Ter voorbereiding op de start van de regeling TSB heeft het Nederlands Centrum voor Beroepsziekten (NCvB) in samenwerking met de andere Lexces partners (zie kader) de opdracht gekregen vanuit het Ministerie van Sociale Zaken en Werkgelegenheid om te komen tot een eerste werkbare lijst van stoffengerelateerde beroepsziekten, en om hierna voor een drietal beroepsziekten diagnose protocollen en criteria op te stellen [1-3]. Deze eerste werkbare lijst van stoffengerelateerde beroepsziekten omvat 15 ernstige beroepsziekten die zijn geselecteerd op basis van bestaande internationale lijsten van beroepsziekten en recente (inter-)nationale wetenschappelijke inzichten. Daarbij is ook gekeken naar het vóórkomen van de beroepsziekten, het aantal compensaties in omringende landen met een bestaand systeem voor toekenning van beroepsziekten, causaliteit op populatieniveau en de ernst van de ziekte vanuit zowel medisch als maatschappelijk perspectief [2]. De keuze voor de verdere uitwerking van de beroepsziekten allergisch beroepsastma, longkanker door asbest en CSE was gebaseerd op een aantal factoren zoals de mate waarin de causaliteit op individueel niveau bepaald kan worden, de aanwezigheid van medische richtlijnen en beroepsziekterichtlijnen, en relevante adviezen van de Gezondheidsraad (bijvoorbeeld in geval van longkanker) [3]. In de toekomst zal de regeling voor steeds meer stoffengerelateerde beroepsziekten gaan gelden.

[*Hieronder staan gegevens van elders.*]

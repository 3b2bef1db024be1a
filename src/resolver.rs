use crate::{
    cache::LinkCache,
    config::CoreConfig,
    error::InfraError,
    models::{Link, LinkFilter},
    singleflight::Group,
    store::LinkStore,
};
use chrono::{DateTime, Utc};
use std::sync::Arc;

/// Result of looking up a code.
#[derive(Debug, Clone, PartialEq, Eq)]
pub enum Resolution {
    Redirect(String),
    NotFound,
}

/// Resolves codes to long URLs, cache first.
///
/// - Codes of the wrong length are rejected without any I/O.
/// - A cached not-found sentinel answers `NotFound` without touching the
///   store, so repeated lookups of unknown codes stay in the cache.
/// - Concurrent misses for the same code share one store read and one
///   cache fill.
pub struct LinkResolver {
    cache: Arc<dyn LinkCache>,
    store: Arc<dyn LinkStore>,
    flights: Group<Result<Resolution, InfraError>>,
    code_len: usize,
    code_ttl_secs: u64,
    not_found_ttl_secs: u64,
    not_found_value: String,
}

impl LinkResolver {
    pub fn new(cache: Arc<dyn LinkCache>, store: Arc<dyn LinkStore>, config: &CoreConfig) -> Self {
        Self {
            cache,
            store,
            flights: Group::new(),
            code_len: config.code_len,
            code_ttl_secs: config.code_ttl_secs,
            not_found_ttl_secs: config.not_found_ttl_secs,
            not_found_value: config.cache_not_found_value.clone(),
        }
    }

    pub async fn resolve(&self, code: &str) -> Result<Resolution, InfraError> {
        if code.len() != self.code_len {
            return Ok(Resolution::NotFound);
        }

        match self.cache.get(code).await? {
            Some(value) if value == self.not_found_value => {
                tracing::trace!("Negative cache hit for {}", code);
                return Ok(Resolution::NotFound);
            }
            Some(value) if !value.is_empty() => {
                tracing::trace!("Cache hit for {}", code);
                return Ok(Resolution::Redirect(value));
            }
            _ => {}
        }

        tracing::debug!(
            "Cache miss for {} ({} lookup(s) in flight)",
            code,
            self.flights.in_flight()
        );
        self.flights.run(code, move || self.load(code)).await
    }

    /// Read the store and fill the cache. Runs once per coalesced group.
    async fn load(&self, code: &str) -> Result<Resolution, InfraError> {
        let link = self.store.get(&LinkFilter::by_code(code)).await?;
        let now = Utc::now();

        match link {
            Some(link) if !link.long_url.is_empty() && !link.is_expired_at(now) => {
                let ttl = self.cache_ttl(&link, now);
                self.cache.set(code, &link.long_url, ttl).await?;
                Ok(Resolution::Redirect(link.long_url))
            }
            _ => {
                self.cache
                    .set(code, &self.not_found_value, self.not_found_ttl_secs)
                    .await?;
                Ok(Resolution::NotFound)
            }
        }
    }

    /// The default TTL, cut short so the entry never outlives the deadline.
    fn cache_ttl(&self, link: &Link, now: DateTime<Utc>) -> u64 {
        match link.deadline {
            None => self.code_ttl_secs,
            Some(deadline) => {
                let remaining = (deadline - now).num_seconds().max(1) as u64;
                remaining.min(self.code_ttl_secs)
            }
        }
    }
}
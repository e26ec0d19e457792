//! Lazy pre-order traversal producing one formatted line per entry.
//!
//! Traversal state lives on an explicit stack of frames instead of the call
//! stack, so deep hierarchies cannot overflow it. Each frame owns the sorted
//! entries of one directory that are still to be printed and the prefix its
//! lines start with. A directory is listed only once the iterator reaches it.

use std::fmt;
use std::iter::Peekable;
use std::path::{Path, PathBuf};
use std::vec;

use crate::config::ErrorPolicy;
use crate::error::Result;

use super::entry::{list_entries, DirectoryEntry};
use super::render::{BLANK, BRANCH, CORNER, UNREADABLE_MARKER, VERTICAL};

/// What a rendered line stands for.
#[derive(Debug, Clone, Copy, PartialEq, Eq)]
pub enum LineKind {
    File,
    Directory,
    /// Marker for a subdirectory that could not be listed
    Unreadable,
}

/// One line of the tree, without a trailing newline.
#[derive(Debug, Clone, PartialEq, Eq)]
pub struct TreeLine {
    pub text: String,
    pub kind: LineKind,
}

impl fmt::Display for TreeLine {
    fn fmt(&self, f: &mut fmt::Formatter<'_>) -> fmt::Result {
        f.write_str(&self.text)
    }
}

struct Frame {
    entries: Peekable<vec::IntoIter<DirectoryEntry>>,
    prefix: String,
}

/// A directory whose line has been emitted but whose children are not listed yet.
struct Pending {
    path: PathBuf,
    prefix: String,
}

/// Iterator over the lines of a directory tree.
///
/// Yields `Err` at most once: under [`ErrorPolicy::Halt`] the first listing
/// failure ends the traversal.
pub struct TreeLines {
    stack: Vec<Frame>,
    pending: Option<Pending>,
    policy: ErrorPolicy,
    done: bool,
}

impl TreeLines {
    /// Start a traversal at `root`.
    ///
    /// The root is listed immediately, so a missing or unreadable root fails
    /// here before any line exists, whatever the policy.
    pub fn new(root: &Path, policy: ErrorPolicy) -> Result<Self> {
        let entries = list_entries(root)?;
        tracing::debug!(path = %root.display(), count = entries.len(), "Listed root");

        Ok(Self {
            stack: vec![Frame {
                entries: entries.into_iter().peekable(),
                prefix: String::new(),
            }],
            pending: None,
            policy,
            done: false,
        })
    }

    fn descend(&mut self, dir: Pending) -> Option<Result<TreeLine>> {
        match list_entries(&dir.path) {
            Ok(entries) => {
                tracing::debug!(path = %dir.path.display(), count = entries.len(), "Listed directory");
                self.stack.push(Frame {
                    entries: entries.into_iter().peekable(),
                    prefix: dir.prefix,
                });
                None
            }
            Err(err) => match self.policy {
                ErrorPolicy::Halt => {
                    self.done = true;
                    self.stack.clear();
                    Some(Err(err))
                }
                ErrorPolicy::Mark => {
                    tracing::warn!(path = %dir.path.display(), error = %err, "Skipping unreadable directory");
                    Some(Ok(TreeLine {
                        text: format!("{}{}{}", dir.prefix, CORNER, UNREADABLE_MARKER),
                        kind: LineKind::Unreadable,
                    }))
                }
            },
        }
    }
}

impl Iterator for TreeLines {
    type Item = Result<TreeLine>;

    fn next(&mut self) -> Option<Self::Item> {
        if self.done {
            return None;
        }

        if let Some(dir) = self.pending.take() {
            if let Some(item) = self.descend(dir) {
                return Some(item);
            }
        }

        loop {
            let frame = self.stack.last_mut()?;

            let Some(entry) = frame.entries.next() else {
                self.stack.pop();
                continue;
            };

            let is_last = frame.entries.peek().is_none();
            let connector = if is_last { CORNER } else { BRANCH };
            let text = format!("{}{}{}", frame.prefix, connector, entry.name);

            let kind = if entry.is_dir {
                let continuation = if is_last { BLANK } else { VERTICAL };
                self.pending = Some(Pending {
                    prefix: format!("{}{}", frame.prefix, continuation),
                    path: entry.path,
                });
                LineKind::Directory
            } else {
                LineKind::File
            };

            return Some(Ok(TreeLine { text, kind }));
        }
    }
}
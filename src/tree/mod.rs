mod entry;
mod render;
mod walker;

pub use entry::{list_entries, DirectoryEntry};
pub use render::{
    render, render_to_string, RenderOptions, RenderStats, BLANK, BRANCH, CORNER,
    UNREADABLE_MARKER, VERTICAL,
};
pub use walker::{LineKind, TreeLine, TreeLines};
use anyhow::Result;
use clap::{CommandFactory, Parser};

use dirtree::cli::Cli;
use dirtree::commands;
use dirtree::config::Config;

fn main() -> Result<()> {
    let cli = Cli::parse();

    if let Some(shell) = cli.completions {
        clap_complete::generate(shell, &mut Cli::command(), "dirtree", &mut std::io::stdout());
        return Ok(());
    }

    // Initialize logging based on verbosity
    init_logging(cli.verbose, cli.quiet);

    // Load configuration
    let config = Config::load(cli.config.as_deref())?;

    tracing::debug!(?config, "Loaded configuration");

    commands::tree::run(&cli, &config)?;

    Ok(())
}

fn init_logging(verbosity: u8, quiet: bool) {
    use tracing_subscriber::{fmt, prelude::*, EnvFilter};

    let level = if quiet {
        "warn"
    } else {
        match verbosity {
            0 => "warn",
            1 => "info",
            2 => "debug",
            _ => "trace",
        }
    };

    let filter = EnvFilter::try_from_default_env()
        .unwrap_or_else(|_| EnvFilter::new(format!("dirtree={}", level)));

    tracing_subscriber::registry()
        .with(fmt::layer().with_writer(std::io::stderr).with_target(false))
        .with(filter)
        .init();
}
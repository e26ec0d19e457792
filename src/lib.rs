//! dirtree - Print a directory as an indented tree diagram
//!
//! Entries are listed depth-first, sorted by name at every level, and
//! prefixed with box-drawing connectors that show nesting and which entry
//! closes each branch.

pub mod cli;
pub mod commands;
pub mod config;
pub mod error;
pub mod tree;

// Re-export commonly used types
pub use config::{Config, ErrorPolicy};
pub use error::{Result, TreeError};
pub use tree::{render, render_to_string, RenderOptions};
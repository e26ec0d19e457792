use std::io;
use std::path::{Path, PathBuf};
use thiserror::Error;

/// Core library errors
#[derive(Error, Debug)]
pub enum TreeError {
    #[error("Configuration error: {0}")]
    Config(#[from] ConfigError),

    #[error("Path not found: {0}")]
    NotFound(PathBuf),

    #[error("Permission denied: {0}")]
    AccessDenied(PathBuf),

    #[error("Not a directory: {0}")]
    NotADirectory(PathBuf),

    #[error("IO error at path '{path}': {source}")]
    Io {
        path: PathBuf,
        #[source]
        source: io::Error,
    },

    #[error("Failed to write output: {0}")]
    Output(#[source] io::Error),
}

impl TreeError {
    /// Classify a failure to list `path`.
    pub fn listing(path: &Path, source: io::Error) -> Self {
        match source.kind() {
            io::ErrorKind::NotFound => TreeError::NotFound(path.to_path_buf()),
            io::ErrorKind::PermissionDenied => TreeError::AccessDenied(path.to_path_buf()),
            _ if path.exists() && !path.is_dir() => TreeError::NotADirectory(path.to_path_buf()),
            _ => TreeError::Io {
                path: path.to_path_buf(),
                source,
            },
        }
    }
}

/// Configuration-specific errors
#[derive(Error, Debug)]
pub enum ConfigError {
    #[error("Failed to read config file '{path}': {source}")]
    ReadError {
        path: PathBuf,
        #[source]
        source: io::Error,
    },

    #[error("Failed to parse config file '{path}': {source}")]
    ParseError {
        path: PathBuf,
        #[source]
        source: toml::de::Error,
    },

    #[error("Invalid configuration: {0}")]
    Invalid(String),
}

/// Result type alias for convenience
pub type Result<T> = std::result::Result<T, TreeError>;
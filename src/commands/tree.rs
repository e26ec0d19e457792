//! Tree command implementation

use std::io::{self, BufWriter};

use crate::cli::Cli;
use crate::config::Config;
use crate::error::Result;
use crate::tree::{render, RenderOptions};

/// Merge command-line flags over the loaded configuration
pub fn render_options(cli: &Cli, config: &Config) -> RenderOptions {
    let header = cli
        .header
        .clone()
        .unwrap_or_else(|| config.render.header.clone());

    RenderOptions::new()
        .with_show_root(cli.show_root || config.render.show_root)
        .with_header(header)
        .with_error_policy(cli.on_error.unwrap_or(config.render.on_error))
}

/// Run the tree command, writing to stdout
pub fn run(cli: &Cli, config: &Config) -> Result<()> {
    let options = render_options(cli, config);

    tracing::info!(path = %cli.path.display(), ?options, "Rendering tree");

    let stdout = io::stdout();
    let mut out = BufWriter::new(stdout.lock());
    let stats = render(&cli.path, &options, &mut out)?;

    tracing::info!(
        directories = stats.directories,
        files = stats.files,
        unreadable = stats.unreadable,
        "Done"
    );

    Ok(())
}
//! Hostkeep Common - Maintenance engine for Debian-family hosts
//!
//! Preflight checks, the ordered step plan, the step runner, helper
//! staging and the final report. Everything that touches the host goes
//! through `CommandRunner`, `HostProbe`, `HelperFetcher` and `Confirm`, so
//! a full run can be driven with fakes.

pub mod cleanup;
pub mod command_exec;
pub mod config;
pub mod display;
pub mod error;
pub mod features;
pub mod helper_stager;
pub mod host;
pub mod preflight;
pub mod prompt;
pub mod report;
pub mod run_lock;
pub mod runner;
pub mod steps;
pub mod tasks;

pub use cleanup::{CleanupRegistry, EXIT_INTERRUPTED};
pub use command_exec::{CommandOutput, CommandRunner, CommandSpec, SystemRunner};
pub use config::{HelperPolicy, HostkeepConfig};
pub use error::{ConfigError, LockError, PreconditionError, StagingError};
pub use helper_stager::{HelperStager, HttpFetcher};
pub use host::{HostProbe, SystemHost};
pub use preflight::Preflight;
pub use prompt::{AutoConfirm, Confirm, TerminalPrompt};
pub use report::{FinalReport, Finalizer, EXIT_HARD_FAILURE, EXIT_PRECONDITION, EXIT_SUCCESS};
pub use run_lock::RunLock;
pub use runner::{RunContext, StepRunner};
pub use steps::{FailureMode, MaintenanceStep, StepOutcome, StepStatus};
pub use tasks::standard_plan;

Voor allergisch beroepsastma kan gesteld worden dat het individuele causale verband redelijkerwijs is vast te stellen met behulp van de medische diagnostiek én dat er daarnaast in Nederland voldoende kennis en expertise aanwezig is om deze beroepsziekte te kunnen diagnosticeren. Voor longkanker door asbest speelt allereerst de ernst van de aandoening een rol. Daarnaast gaat het hier om een ziektebeeld waarbij het met de huidig beschikbare medisch diagnostische methoden niet mogelijk is om vast te stellen of er sprake is van een beroepsziekte. Wel is er een wetenschappelijke onderbouwde benadering beschikbaar om de veroorzakingswaarschijnlijkheid vast te stellen; dit is de kans dat longkanker door de vastgestelde asbestblootstelling de oorzaak van longkanker is. Voor CSE bestond eerder al de ‘Regeling tegemoetkoming werknemers met CSE’.
Voor de drie beroepsziekten zijn protocollen en criteria opgesteld. Deze zijn door de Minister van Sociale Zaken en Werkgelegenheid overgenomen en in de Staatscourant gepubliceerd.
De drie ziektebeelden nader toegelicht
Allergisch beroepsastma
Allergisch beroepsastma is een van de vormen van werkgerelateerd astma (figuur 1).
Werkgerelateerd astma wordt gedefinieerd als astma dat door beroepsmatige blootstelling wordt veroorzaakt (beroepsastma) of wordt verergerd (door het werk verergerend astma)(zie figuur 1).
Voor de diagnose van werkgerelateerd astma kan gebruik gemaakt worden van de richtlijnen van de Nederlandse Vereniging voor Artsen voor Longziekten en Tuberculose, de Nederlandse Vereniging voor Arbeids- en Bedrijfsgeneeskunde (NVAB) en het Nederlands Centrum voor beroepsziekten (NCvB) [4-6].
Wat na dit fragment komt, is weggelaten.